CITREC - Open Evaluation Framework for Citation-based and Text-based Similarity Measures

CITREC is an open evaluation framework for citation-based and text-based similarity measures. CITREC prepares the data of two formerly separate collections for a citation-based analysis and provides the tools necessary for performing evaluations of similarity measures. The first collection is the PubMed Central Open Access Subset (PMC OAS), the second is the collection used for the Genomics Tracks at the Text REtrieval Conferences (TREC) ’06 and ’07 (overview paper for the TREC Gen collection).

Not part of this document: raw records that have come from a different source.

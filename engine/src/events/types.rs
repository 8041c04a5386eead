//! Event types for pipeline coordination
//!
//! These events drive the pub/sub system and are persisted for the audit
//! trail and replay.

use chrono::{DateTime, Utc};
use serde::{Deserialize, Serialize};

use crate::state::{AgentId, ClaimId, ProtocolId, RewardReason, SlotId, SlotType};

/// Unique identifier for events
pub type EventId = String;

/// All pipeline coordination events
#[derive(Debug, Clone, Serialize, Deserialize)]
#[serde(tag = "type", rename_all = "snake_case")]
pub enum PipelineEvent {
    /// A claim entered the pipeline
    PipelineAttached {
        claim_id: ClaimId,
        protocol_id: ProtocolId,
        timestamp: DateTime<Utc>,
    },

    /// A phase's slot set was created
    SlotsOpened {
        claim_id: ClaimId,
        layer: u32,
        round: u32,
        slot_type: SlotType,
        count: u32,
        timestamp: DateTime<Utc>,
    },

    /// An agent claimed exclusive hold of a slot
    SlotTaken {
        slot_id: SlotId,
        claim_id: ClaimId,
        agent: AgentId,
        timestamp: DateTime<Utc>,
    },

    /// An agent submitted output for a slot it held
    SlotCompleted {
        slot_id: SlotId,
        claim_id: ClaimId,
        agent: AgentId,
        slot_type: SlotType,
        confidence: Option<f32>,
        timestamp: DateTime<Utc>,
    },

    /// A silent holder's expired slot was returned to the pool
    SlotReclaimed {
        slot_id: SlotId,
        claim_id: ClaimId,
        agent: AgentId,
        timestamp: DateTime<Utc>,
    },

    /// A layer's consensus reviews were aggregated
    ConsensusEvaluated {
        claim_id: ClaimId,
        layer: u32,
        round: u32,
        average: f32,
        threshold: f32,
        passed: bool,
        reviews: u32,
        timestamp: DateTime<Utc>,
    },

    /// A layer cleared its consensus threshold
    LayerPassed {
        claim_id: ClaimId,
        layer: u32,
        timestamp: DateTime<Utc>,
    },

    /// A layer failed consensus; the pipeline halted flagged
    LayerFlagged {
        claim_id: ClaimId,
        layer: u32,
        round: u32,
        average: f32,
        threshold: f32,
        timestamp: DateTime<Utc>,
    },

    /// A flagged layer was administratively reopened for another round
    LayerReopened {
        claim_id: ClaimId,
        layer: u32,
        round: u32,
        timestamp: DateTime<Utc>,
    },

    /// Every layer passed; the pipeline is terminal
    PipelineCompleted {
        claim_id: ClaimId,
        output_hash: String,
        agent_count: u32,
        layer_count: u32,
        timestamp: DateTime<Utc>,
    },

    /// A reward was credited to an agent's ledger
    RewardIssued {
        agent: AgentId,
        reason: RewardReason,
        amount: u64,
        claim_id: ClaimId,
        timestamp: DateTime<Utc>,
    },

    /// The proof-of-intelligence hash was sent to the on-chain registry
    CommitRequested {
        claim_id: ClaimId,
        output_hash: String,
        timestamp: DateTime<Utc>,
    },

    /// The registry acknowledged the commit with a transaction reference
    CommitConfirmed {
        claim_id: ClaimId,
        tx_ref: String,
        timestamp: DateTime<Utc>,
    },

    /// The registry call failed or was not configured; commit skipped
    CommitDeferred {
        claim_id: ClaimId,
        reason: String,
        timestamp: DateTime<Utc>,
    },
}

impl PipelineEvent {
    /// Generate a new event id
    pub fn new_id() -> EventId {
        uuid::Uuid::new_v4().to_string()
    }

    /// Short name of the event variant, for logging and filtering
    pub fn event_type(&self) -> &'static str {
        match self {
            PipelineEvent::PipelineAttached { .. } => "pipeline_attached",
            PipelineEvent::SlotsOpened { .. } => "slots_opened",
            PipelineEvent::SlotTaken { .. } => "slot_taken",
            PipelineEvent::SlotCompleted { .. } => "slot_completed",
            PipelineEvent::SlotReclaimed { .. } => "slot_reclaimed",
            PipelineEvent::ConsensusEvaluated { .. } => "consensus_evaluated",
            PipelineEvent::LayerPassed { .. } => "layer_passed",
            PipelineEvent::LayerFlagged { .. } => "layer_flagged",
            PipelineEvent::LayerReopened { .. } => "layer_reopened",
            PipelineEvent::PipelineCompleted { .. } => "pipeline_completed",
            PipelineEvent::RewardIssued { .. } => "reward_issued",
            PipelineEvent::CommitRequested { .. } => "commit_requested",
            PipelineEvent::CommitConfirmed { .. } => "commit_confirmed",
            PipelineEvent::CommitDeferred { .. } => "commit_deferred",
        }
    }

    /// Timestamp of the event
    pub fn timestamp(&self) -> DateTime<Utc> {
        match self {
            PipelineEvent::PipelineAttached { timestamp, .. }
            | PipelineEvent::SlotsOpened { timestamp, .. }
            | PipelineEvent::SlotTaken { timestamp, .. }
            | PipelineEvent::SlotCompleted { timestamp, .. }
            | PipelineEvent::SlotReclaimed { timestamp, .. }
            | PipelineEvent::ConsensusEvaluated { timestamp, .. }
            | PipelineEvent::LayerPassed { timestamp, .. }
            | PipelineEvent::LayerFlagged { timestamp, .. }
            | PipelineEvent::LayerReopened { timestamp, .. }
            | PipelineEvent::PipelineCompleted { timestamp, .. }
            | PipelineEvent::RewardIssued { timestamp, .. }
            | PipelineEvent::CommitRequested { timestamp, .. }
            | PipelineEvent::CommitConfirmed { timestamp, .. }
            | PipelineEvent::CommitDeferred { timestamp, .. } => *timestamp,
        }
    }

    /// Claim the event relates to
    pub fn claim_id(&self) -> Option<&str> {
        match self {
            PipelineEvent::PipelineAttached { claim_id, .. }
            | PipelineEvent::SlotsOpened { claim_id, .. }
            | PipelineEvent::SlotTaken { claim_id, .. }
            | PipelineEvent::SlotCompleted { claim_id, .. }
            | PipelineEvent::SlotReclaimed { claim_id, .. }
            | PipelineEvent::ConsensusEvaluated { claim_id, .. }
            | PipelineEvent::LayerPassed { claim_id, .. }
            | PipelineEvent::LayerFlagged { claim_id, .. }
            | PipelineEvent::LayerReopened { claim_id, .. }
            | PipelineEvent::PipelineCompleted { claim_id, .. }
            | PipelineEvent::RewardIssued { claim_id, .. }
            | PipelineEvent::CommitRequested { claim_id, .. }
            | PipelineEvent::CommitConfirmed { claim_id, .. }
            | PipelineEvent::CommitDeferred { claim_id, .. } => Some(claim_id),
        }
    }
}

#[cfg(test)]
mod tests {
    use super::*;

    #[test]
    fn test_event_type_names() {
        let event = PipelineEvent::LayerFlagged {
            claim_id: "claim-1".into(),
            layer: 1,
            round: 0,
            average: 0.6,
            threshold: 0.7,
            timestamp: Utc::now(),
        };
        assert_eq!(event.event_type(), "layer_flagged");
        assert_eq!(event.claim_id(), Some("claim-1"));
    }

    #[test]
    fn test_event_serde_roundtrip_tagging() {
        let event = PipelineEvent::SlotTaken {
            slot_id: "slot:c:0000:00:0:00".into(),
            claim_id: "c".into(),
            agent: "agent-a".into(),
            timestamp: Utc::now(),
        };
        let json = serde_json::to_value(&event).unwrap();
        assert_eq!(json["type"], "slot_taken");
    }
}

CITREC extends the PMC OAS and TREC Genomics collections by providing:

  1. citation and reference information that includes the position of in-text citations for documents in both collections;
  2. code and pre-computed scores for 35 citation-based and text-based similarity measures;
  3. two gold standards based on Medical Subject Headings (MeSH) descriptors and the relevance feedback gathered for the TREC Genomics collection;
  4. a web-based system (Literature Recommendation Evaluator – LRE) that allows evaluating similarity measures on their ability to identify documents that are relevant to user-defined information needs;
  5. tools to statistically analyze and compare the scores that individual similarity measures yield.

Demo System

The demo database (User: citrec_demo / Password: citrec) allows you to get a first impression of the data that CITREC offers and the kind of analysis the framework allows performing.

This Excel spreadsheet exemplifies a possible evaluation using CITREC data. The spreadsheet compares the scores calculated using different similarity measures dependent on the maximum Co-Citation score (i).